Schon 215 Todesopfer im Nordosten des Landes Unruhen in Nigeria - Misswahl verlegt

Abuja/London (rpo). Die geplante Wahl zur Miss World hat in Nigeria bisher mindestens 215 Menschen das Leben gekostet. Im Nordosten haben sich Moslems und Christen blutige Schlachten geliefert. Der Schönheitswettbewerb ist jezt nach London verlegt worden.

Aus der besonders betroffenen Stadt Kaduna hat eine Massenflucht eingesetzt. Hunderte Menschen brachten sich am Sonntag in Sicherheit, wie Augenzeugen berichteten. Die Auseinandersetzungen, die am Mittwoch begannen, forderten allein in Kaduna mindestens 215 Todesopfer. Die Kandidatinnen für die Miss-World-Wahl verließen das westafrikanische Land fluchtartig; der Wettbewerb soll nun am 7. Dezember in London stattfinden.

Die Menschen verließen Kaduna, eine Stadt etwa 360 Kilometer nordöstlich von Abuja, in Autos, Bussen oder zu Fuß; zuvor hatten sie ihre Wertsachen zusammengerafft. Die meisten Geschäfte blieben geschlossen. In Kaduna lebt neben der muslimischen Bevölkerungsmehrheit eine große christliche Minderheit.

Die geplante Kür der schönsten Frau der Welt hatte in der Stadt schwere Zusammenstöße zwischen den Christen und Muslimen ausgelöst, die den Wettbewerb aus moralischen Gründen ablehnen. Rund 500 Menschen wurden verletzt, 4.500 wurden obdachlos, mehr als 20 Kirchen und rund zehn Moscheen zerstört. Die Unruhen hatten sich am Freitag auch auf die Hauptstadt Abuja ausgeweitet, wo die Misswahl ursprünglich abgehalten werden sollte.

Nach Bekanntwerden der Nachricht, dass die Miss-Wahlen nach London verlegt wurden, kam es zu Ausschreitungen von Christen in mehreren Stadtteilen Kadunas. Sie werteten die Verlegung als "Sieg der Muslime", wie das Rote Kreuz berichtete. Im Stadtteil Trikania gingen einzelne Gruppen mit Stöcken und Messern aufeinander los. Nach Angaben von Menschenrechtlern wurden zwei Sicherheitsbeamte festgenommen, die 15 Muslime getötet und in einen Fluss geworfen haben sollen. Daneben lägen den Behörden weitere Berichte von gezielten Schüssen auf Zivilisten vor, sagte Shehu Sani vom Kongress für Bürgerrechte.

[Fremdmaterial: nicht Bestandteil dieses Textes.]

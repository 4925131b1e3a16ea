//! # Scheduler loop: the single owner of queue, registry and capacity.
//!
//! All bookkeeping happens inside [`SchedulerActor::run`], one tokio task that
//! waits on three sources and handles each wake-up to completion before the
//! next `select!`:
//!
//! ```text
//! loop {
//!   select! {
//!     runtime_token.cancelled()  ─► break → shutdown sequence
//!     cmd = commands.recv()      ─► handle cmd, then every command already waiting
//!                                   (bursts coalesce, dedup spans the burst)
//!                                   ─► drain()
//!     done = operations.join()   ─► complete(done) ─► drain()
//!   }
//! }
//!
//! drain():     while in_flight < max_active && queue not empty:
//!                pop front ─► TaskAdmitted ─► spawn run_once(task, ctx)
//! complete():  Ok(Some(h)), same generation ─► registry.register ─► TaskActivated
//!              Ok(Some(h)), older generation ─► destroy h        ─► TaskDiscarded
//!              Ok(None)                      ─► TaskDropped
//!              Err(e) / panic                ─► TaskFailed
//! ```
//!
//! ## Rules
//! - Capacity check and admission are never separated by an `.await`, so
//!   `in_flight ≤ max_active` holds under any interleaving.
//! - `in_flight` is the number of spawned operations not yet joined; a slot is
//!   released as soon as the loop reconciles the settled operation.
//! - In-flight operations are never interrupted by cancel or flush. Flush bumps
//!   the generation so their late handles are destroyed instead of registered.
//! - `status` replies after a drain, so it reflects every command sent before it.

use std::collections::HashMap;
use std::sync::Arc;
use std::time::Duration;

use tokio::sync::{mpsc, oneshot};
use tokio::task::{self, JoinError, JoinSet};
use tokio::time;
use tokio_util::sync::CancellationToken;

use crate::core::config::SchedulerConfig;
use crate::core::queue::PendingQueue;
use crate::core::registry::{ActiveRegistry, destroy_handle};
use crate::core::runner::{Completion, run_once};
use crate::core::status::Status;
use crate::error::RuntimeError;
use crate::events::{Bus, Event, EventKind};
use crate::tasks::{TaskId, TaskRef};

/// Requests sent from [`Scheduler`](crate::Scheduler) handles to the loop.
pub(crate) enum Command {
    Submit(TaskRef),
    Cancel {
        id: String,
        ack: oneshot::Sender<()>,
    },
    Flush {
        ack: oneshot::Sender<()>,
    },
    Status {
        reply: oneshot::Sender<Status>,
    },
}

/// State owned by the scheduler loop.
pub(crate) struct SchedulerActor {
    max_active: usize,
    grace: Duration,
    bus: Bus,
    queue: PendingQueue,
    registry: ActiveRegistry,
    operations: JoinSet<Completion>,
    /// Operation id → task id, for operations not yet reconciled.
    running: HashMap<task::Id, TaskId>,
    generation: u64,
    runtime_token: CancellationToken,
}

impl SchedulerActor {
    pub fn new(cfg: &SchedulerConfig, bus: Bus, runtime_token: CancellationToken) -> Self {
        Self {
            max_active: cfg.max_active_clamped(),
            grace: cfg.grace,
            registry: ActiveRegistry::new(bus.clone()),
            bus,
            queue: PendingQueue::new(),
            operations: JoinSet::new(),
            running: HashMap::new(),
            generation: 0,
            runtime_token,
        }
    }

    /// Runs until the runtime token is cancelled or every handle is dropped,
    /// then performs the shutdown sequence.
    pub async fn run(mut self, mut commands: mpsc::Receiver<Command>) -> Result<(), RuntimeError> {
        let token = self.runtime_token.clone();

        loop {
            tokio::select! {
                biased;

                _ = token.cancelled() => break,

                cmd = commands.recv() => {
                    let Some(cmd) = cmd else { break };
                    self.handle(cmd);
                    while let Ok(cmd) = commands.try_recv() {
                        self.handle(cmd);
                    }
                    self.drain();
                }

                Some(joined) = self.operations.join_next_with_id(), if !self.operations.is_empty() => {
                    self.complete(joined);
                    self.drain();
                }
            }
        }

        commands.close();
        self.shutdown().await
    }

    fn handle(&mut self, cmd: Command) {
        match cmd {
            Command::Submit(task) => self.enqueue(task),
            Command::Cancel { id, ack } => {
                self.cancel(&id);
                let _ = ack.send(());
            }
            Command::Flush { ack } => {
                self.flush();
                let _ = ack.send(());
            }
            Command::Status { reply } => {
                self.drain();
                let _ = reply.send(self.status());
            }
        }
    }

    fn enqueue(&mut self, task: TaskRef) {
        let kind = if self.queue.enqueue(Arc::clone(&task)) {
            EventKind::TaskRequeued
        } else {
            EventKind::TaskQueued
        };
        tracing::debug!(task = task.id(), surface = %task.target(), kind = kind.as_label(), "task enqueued");
        self.bus.publish(
            Event::new(kind)
                .with_task(task.id())
                .with_surface(task.target().clone()),
        );
    }

    /// Removes a queued task and destroys an active handle, independently.
    fn cancel(&mut self, id: &str) {
        if self.queue.remove_by_id(id) {
            tracing::debug!(task = id, "queued task removed");
            self.bus
                .publish(Event::new(EventKind::TaskRemoved).with_task(id));
        }
        let _ = self.registry.destroy(id);
    }

    fn flush(&mut self) {
        let dropped = self.queue.clear();
        let destroyed = self.registry.destroy_all();
        self.generation += 1;
        tracing::info!(
            dropped,
            destroyed,
            in_flight = self.in_flight(),
            generation = self.generation,
            "scheduler flushed"
        );
        self.bus
            .publish(Event::new(EventKind::Flushed).with_generation(self.generation));
    }

    fn status(&self) -> Status {
        Status {
            pending: self.queue.len(),
            active: self.registry.len(),
            in_flight: self.in_flight(),
        }
    }

    fn in_flight(&self) -> usize {
        self.operations.len()
    }

    /// Admits queued tasks while capacity allows.
    fn drain(&mut self) {
        while self.in_flight() < self.max_active {
            let Some(task) = self.queue.dequeue_front() else {
                break;
            };
            self.admit(task);
        }
        debug_assert!(self.in_flight() <= self.max_active);
    }

    fn admit(&mut self, task: TaskRef) {
        let id = TaskId::from(task.id());
        self.bus.publish(
            Event::new(EventKind::TaskAdmitted)
                .with_task(task.id())
                .with_surface(task.target().clone())
                .with_generation(self.generation),
        );

        let ctx = self.runtime_token.child_token();
        let op = self
            .operations
            .spawn(run_once(task, self.generation, ctx));
        tracing::debug!(task = %id, op = %op.id(), generation = self.generation, "task admitted");
        self.running.insert(op.id(), id);
    }

    /// Reconciles one settled operation.
    fn complete(&mut self, joined: Result<(task::Id, Completion), JoinError>) {
        let done = match joined {
            Ok((op, done)) => {
                self.running.remove(&op);
                done
            }
            Err(e) => {
                let task = self.running.remove(&e.id());
                tracing::error!(task = ?task, error = %e, "operation task aborted");
                return;
            }
        };

        match done.outcome {
            Ok(Some(handle)) if done.generation == self.generation => {
                tracing::debug!(task = %done.id, "task activated");
                self.registry.register(done.id.clone(), handle);
                self.bus.publish(
                    Event::new(EventKind::TaskActivated)
                        .with_task(done.id)
                        .with_surface(done.surface)
                        .with_generation(done.generation),
                );
            }
            Ok(Some(handle)) => {
                tracing::debug!(
                    task = %done.id,
                    admitted = done.generation,
                    current = self.generation,
                    "discarding handle from stale generation"
                );
                self.bus.publish(
                    Event::new(EventKind::TaskDiscarded)
                        .with_task(done.id.clone())
                        .with_surface(done.surface)
                        .with_generation(done.generation),
                );
                let _ = destroy_handle(&self.bus, &done.id, handle);
            }
            Ok(None) => {
                tracing::debug!(task = %done.id, "task settled without a resource");
                self.bus.publish(
                    Event::new(EventKind::TaskDropped)
                        .with_task(done.id)
                        .with_surface(done.surface),
                );
            }
            Err(e) => {
                tracing::warn!(task = %done.id, error = %e, "render operation failed");
                self.bus.publish(
                    Event::new(EventKind::TaskFailed)
                        .with_task(done.id)
                        .with_surface(done.surface)
                        .with_reason(e.as_message()),
                );
            }
        }
    }

    /// Clears the queue, destroys every handle, cancels in-flight operations and
    /// waits up to `grace` for them; late handles are destroyed on arrival.
    async fn shutdown(mut self) -> Result<(), RuntimeError> {
        self.bus.publish(Event::new(EventKind::ShutdownRequested));

        let dropped = self.queue.clear();
        let destroyed = self.registry.destroy_all();
        self.generation += 1;
        self.runtime_token.cancel();
        tracing::info!(dropped, destroyed, in_flight = self.in_flight(), "scheduler shutting down");

        let grace = self.grace;
        if time::timeout(grace, self.settle_all()).await.is_ok() {
            self.bus.publish(Event::new(EventKind::AllStoppedWithin));
            return Ok(());
        }

        let mut stuck: Vec<String> = self.running.values().map(|id| id.to_string()).collect();
        stuck.sort_unstable();
        tracing::warn!(?grace, ?stuck, "in-flight operations did not settle in time");
        self.bus.publish(
            Event::new(EventKind::GraceExceeded).with_reason(stuck.join(",")),
        );
        self.operations.abort_all();
        Err(RuntimeError::GraceExceeded { grace, stuck })
    }

    async fn settle_all(&mut self) {
        while let Some(joined) = self.operations.join_next_with_id().await {
            self.complete(joined);
        }
    }
}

Nach wochenlangen Protesten von Muslimen, die sich durch die Miss-Wahl in ihrem Glauben verletzt sahen, kam es Mitte vergangener Woche zum offenen Aufruhr. Anlass war ein Zeitungsartikel, in dem die Kritik der Muslime flapsig zurückgewiesen wurde. Der Verfasser schrieb, selbst der Prophet Mohammed hätte vielleicht eine Kandidatin zur Frau genommen. Fundamentalisten fassten dies als grobe Beleidigung ihres Glaubens auf. Die Zeitung entschuldigte sich daraufhin.

Die Sprecherin des Miss-World-Veranstalters, Stella Din, erklärte, die Verlegung des Wettbewerbs nach London erfolge zum Wohle des nigerianischen Staates. "Obwohl wir glauben, dass die Gewalt eigentlich nichts mit uns zu tun hat, wollen wir weiteres Blutvergießen vermeiden."

Die Präsidentin des Wettbewerbs, Julia Morley, machte die Medien für den Druck auf die Kandidatinnen verantwortlich. Sie hätten Nigeria verlassen müssen, weil die Miss-Wahl in der Berichterstattung mit den Unruhen in Verbindung gebracht worden sei. Mindestens zwei der Bewerberinnen hatten Abuja bereits vor der Verlegung des Wettbewerbsorts verlassen. Die anderen rund 80 Schönheitsköniginnen trafen am Sonntagmorgen in London ein. Auch in Großbritannien protestierten einige Muslime gegen die Miss-Wahl und forderten deren Absage.